*PROBLEM TO SOLVE:* The output is to match the entries below character for character.

(Saved data entries)
=== Section Start ===
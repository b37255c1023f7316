use std::net::SocketAddr;
use std::sync::Arc;

use axum::extract::State;
use axum::http::{header, Method, StatusCode};
use axum::response::{IntoResponse, Response};
use axum::routing::get;
use axum::Router;
use feed_merge::{CalendarMerger, MergeError};
use tokio::net::TcpListener;
use tower_http::cors::{Any, CorsLayer};
use tower_http::trace::TraceLayer;

pub const CALENDAR_PATH: &str = "/calendar/merged.ics";
const CALENDAR_CONTENT_TYPE: &str = "text/calendar; charset=utf-8";

#[derive(thiserror::Error, Debug)]
pub enum ApiError {
    #[error("{0}")]
    Merge(#[from] MergeError),
}

impl IntoResponse for ApiError {
    fn into_response(self) -> Response {
        tracing::error!(error = %self, "merge failed");
        (StatusCode::INTERNAL_SERVER_ERROR, self.to_string()).into_response()
    }
}

#[tracing::instrument(level = "debug", skip_all)]
pub fn router(merger: Arc<CalendarMerger>) -> Router {
    Router::new()
        .route(CALENDAR_PATH, get(merged_calendar))
        .route("/health", get(health))
        .with_state(merger)
        .layer(TraceLayer::new_for_http())
        .layer(
            CorsLayer::new()
                .allow_origin(Any)
                .allow_methods([Method::GET, Method::OPTIONS])
                .allow_headers(Any),
        )
}

/// Each request runs a fresh merge. A client that disconnects drops the
/// handler future, which cancels its outstanding fetches.
async fn merged_calendar(
    State(merger): State<Arc<CalendarMerger>>,
) -> Result<impl IntoResponse, ApiError> {
    let merged = merger.merge().await?;
    Ok((
        [(header::CONTENT_TYPE, CALENDAR_CONTENT_TYPE)],
        merged.document,
    ))
}

async fn health() -> &'static str {
    "ok"
}

#[tracing::instrument(level = "info", skip_all)]
pub async fn serve(addr: SocketAddr, merger: CalendarMerger) -> anyhow::Result<()> {
    let listener = TcpListener::bind(addr).await?;
    serve_on(listener, merger).await
}

/// Serve on an already bound listener.
pub async fn serve_on(listener: TcpListener, merger: CalendarMerger) -> anyhow::Result<()> {
    let local = listener.local_addr()?;
    tracing::info!(addr = %local, path = CALENDAR_PATH, "serving merged calendar");
    axum::serve(listener, router(Arc::new(merger))).await?;
    Ok(())
}
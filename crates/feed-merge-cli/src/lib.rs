//! Command-line and HTTP front end for [`feed_merge`].
//!
//! ## Modules
//!
//! - [`cli`]: argument parsing, config loading and file/stdin helpers
//! - [`server`]: the `axum` router serving the merged calendar
//! - [`telemetry`]: `tracing-subscriber` installation

pub mod cli;
pub mod server;
pub mod telemetry;
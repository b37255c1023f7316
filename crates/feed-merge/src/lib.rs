//! # feed-merge
//!
//! Merges the availability of one rentable property into a single iCalendar feed.
//!
//! Busy time comes from three places: externally hosted booking-platform feeds,
//! owner-entered manual blocks, and reservations recorded by the site itself.
//! External feeds are fetched concurrently and scanned leniently for `VEVENT`
//! spans; internal records are synthesized into events of the same shape. The
//! result is one envelope that calendar clients and channel managers can
//! subscribe to. A broken or unreachable feed costs only its own events.
//!
//! ## Modules
//!
//! - [`extractor`]: raw calendar text → lazy sequence of `VEVENT` spans
//! - [`tagger`]: stamp an extracted span with its platform category
//! - [`synth`]: manual blocks and bookings → [`EventRecord`]s
//! - [`serializer`]: append-only assembly of the merged document
//! - [`fetcher`]: bounded-concurrency retrieval of external feeds
//! - [`registry`]: storage collaborator interface (sources, blocks, bookings)
//! - [`merge`]: the end-to-end pipeline
//! - [`config`]: merge configuration
//! - [`model`]: data model shared by all stages
//! - [`format`]: timestamp and TEXT value formatting
//! - [`error`]: Error types

pub mod config;
pub mod error;
pub mod extractor;
pub mod fetcher;
pub mod format;
pub mod merge;
pub mod model;
pub mod registry;
pub mod serializer;
pub mod synth;
pub mod tagger;

pub use config::MergeConfig;
pub use error::MergeError;
pub use extractor::{extract_events, EventSpans};
pub use fetcher::{fetch_all, FeedFetcher, FetchPolicy, HttpFetcher};
pub use merge::{CalendarMerger, MergeReport, MergedCalendar, SourceReport};
pub use model::{
    Booking, BookingStatus, EventRecord, EventStatus, FeedSource, ManualBlock, RawDocument,
};
pub use registry::{JsonFileRegistry, MemoryRegistry, Registry, RegistrySnapshot};
pub use serializer::{serialize_calendar, CalendarWriter};
pub use tagger::tag_event;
=== Section End ===
*ANSWER SECTION:*
repository b37255c1023f7316
use std::net::SocketAddr;
use std::sync::Arc;

use axum::extract::State;
use axum::http::{header, Method, StatusCode};
use axum::response::{IntoResponse, Response};
use axum::routing::get;
use axum::Router;
use feed_merge::{CalendarMerger, MergeError};
use tokio::net::TcpListener;
use tower_http::cors::{Any, CorsLayer};
use tower_http::trace::TraceLayer;

pub const CALENDAR_PATH: &str = "/calendar/merged.ics";
const CALENDAR_CONTENT_TYPE: &str = "text/calendar; charset=utf-8";

#[derive(thiserror::Error, Debug)]
pub enum ApiError {
    #[error("{0}")]
    Merge(#[from] MergeError),
}

impl IntoResponse for ApiError {
    fn into_response(self) -> Response {
        tracing::error!(error = %self, "merge failed");
        (StatusCode::INTERNAL_SERVER_ERROR, self.to_string()).into_response()
    }
}

#[tracing::instrument(level = "debug", skip_all)]
pub fn router(merger: Arc<CalendarMerger>) -> Router {
    Router::new()
        .route(CALENDAR_PATH, get(merged_calendar))
        .route("/health", get(health))
        .with_state(merger)
        .layer(TraceLayer::new_for_http())
        .layer(
            CorsLayer::new()
                .allow_origin(Any)
                .allow_methods([Method::GET, Method::OPTIONS])
                .allow_headers(Any),
        )
}

/// Each request runs a fresh merge. A client that disconnects drops the
/// handler future, which cancels its outstanding fetches.
async fn merged_calendar(
    State(merger): State<Arc<CalendarMerger>>,
) -> Result<impl IntoResponse, ApiError> {
    let merged = merger.merge().await?;
    Ok((
        [(header::CONTENT_TYPE, CALENDAR_CONTENT_TYPE)],
        merged.document,
    ))
}

async fn health() -> &'static str {
    "ok"
}

#[tracing::instrument(level = "info", skip_all)]
pub async fn serve(addr: SocketAddr, merger: CalendarMerger) -> anyhow::Result<()> {
    let listener = TcpListener::bind(addr).await?;
    serve_on(listener, merger).await
}

/// Serve on an already bound listener.
pub async fn serve_on(listener: TcpListener, merger: CalendarMerger) -> anyhow::Result<()> {
    let local = listener.local_addr()?;
    tracing::info!(addr = %local, path = CALENDAR_PATH, "serving merged calendar");
    axum::serve(listener, router(Arc::new(merger))).await?;
    Ok(())
}
filename crates/feed-merge-cli/src/lib.rs
//! Command-line and HTTP front end for [`feed_merge`].
//!
//! ## Modules
//!
//! - [`cli`]: argument parsing, config loading and file/stdin helpers
//! - [`server`]: the `axum` router serving the merged calendar
//! - [`telemetry`]: `tracing-subscriber` installation

pub mod cli;
pub mod server;
pub mod telemetry;
repository b37255c1023f7316
filename crates/feed-merge/src/lib.rs
//! # feed-merge
//!
//! Merges the availability of one rentable property into a single iCalendar feed.
//!
//! Busy time comes from three places: externally hosted booking-platform feeds,
//! owner-entered manual blocks, and reservations recorded by the site itself.
//! External feeds are fetched concurrently and scanned leniently for `VEVENT`
//! spans; internal records are synthesized into events of the same shape. The
//! result is one envelope that calendar clients and channel managers can
//! subscribe to. A broken or unreachable feed costs only its own events.
//!
//! ## Modules
//!
//! - [`extractor`]: raw calendar text → lazy sequence of `VEVENT` spans
//! - [`tagger`]: stamp an extracted span with its platform category
//! - [`synth`]: manual blocks and bookings → [`EventRecord`]s
//! - [`serializer`]: append-only assembly of the merged document
//! - [`fetcher`]: bounded-concurrency retrieval of external feeds
//! - [`registry`]: storage collaborator interface (sources, blocks, bookings)
//! - [`merge`]: the end-to-end pipeline
//! - [`config`]: merge configuration
//! - [`model`]: data model shared by all stages
//! - [`format`]: timestamp and TEXT value formatting
//! - [`error`]: Error types

pub mod config;
pub mod error;
pub mod extractor;
pub mod fetcher;
pub mod format;
pub mod merge;
pub mod model;
pub mod registry;
pub mod serializer;
pub mod synth;
pub mod tagger;

pub use config::MergeConfig;
pub use error::MergeError;
pub use extractor::{extract_events, EventSpans};
pub use fetcher::{fetch_all, FeedFetcher, FetchPolicy, HttpFetcher};
pub use merge::{CalendarMerger, MergeReport, MergedCalendar, SourceReport};
pub use model::{
    Booking, BookingStatus, EventRecord, EventStatus, FeedSource, ManualBlock, RawDocument,
};
pub use registry::{JsonFileRegistry, MemoryRegistry, Registry, RegistrySnapshot};
pub use serializer::{serialize_calendar, CalendarWriter};
pub use tagger::tag_event;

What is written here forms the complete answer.